> **Exercise details**:
Each line from the one containing "pub mod chart;" through the final line of the records is to be repeated exactly, with no additions.

Source records: Begin

#![allow(clippy::new_without_default)]

pub mod action;
pub mod chart;
pub mod controller;
pub mod data;
pub mod logging;
pub mod render;
pub mod sink;

pub use crate::{
    action::Action,
    controller::ViewController,
    sink::{MemorySink, Patch, ViewSink},
};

Source records: End

> **Answer box**:
pub mod chart;
pub mod controller;
pub mod data;
pub mod logging;
pub mod render;
pub mod sink;

pub use crate::{
    action::Action,
    controller::ViewController,
    sink::{MemorySink, Patch, ViewSink},
};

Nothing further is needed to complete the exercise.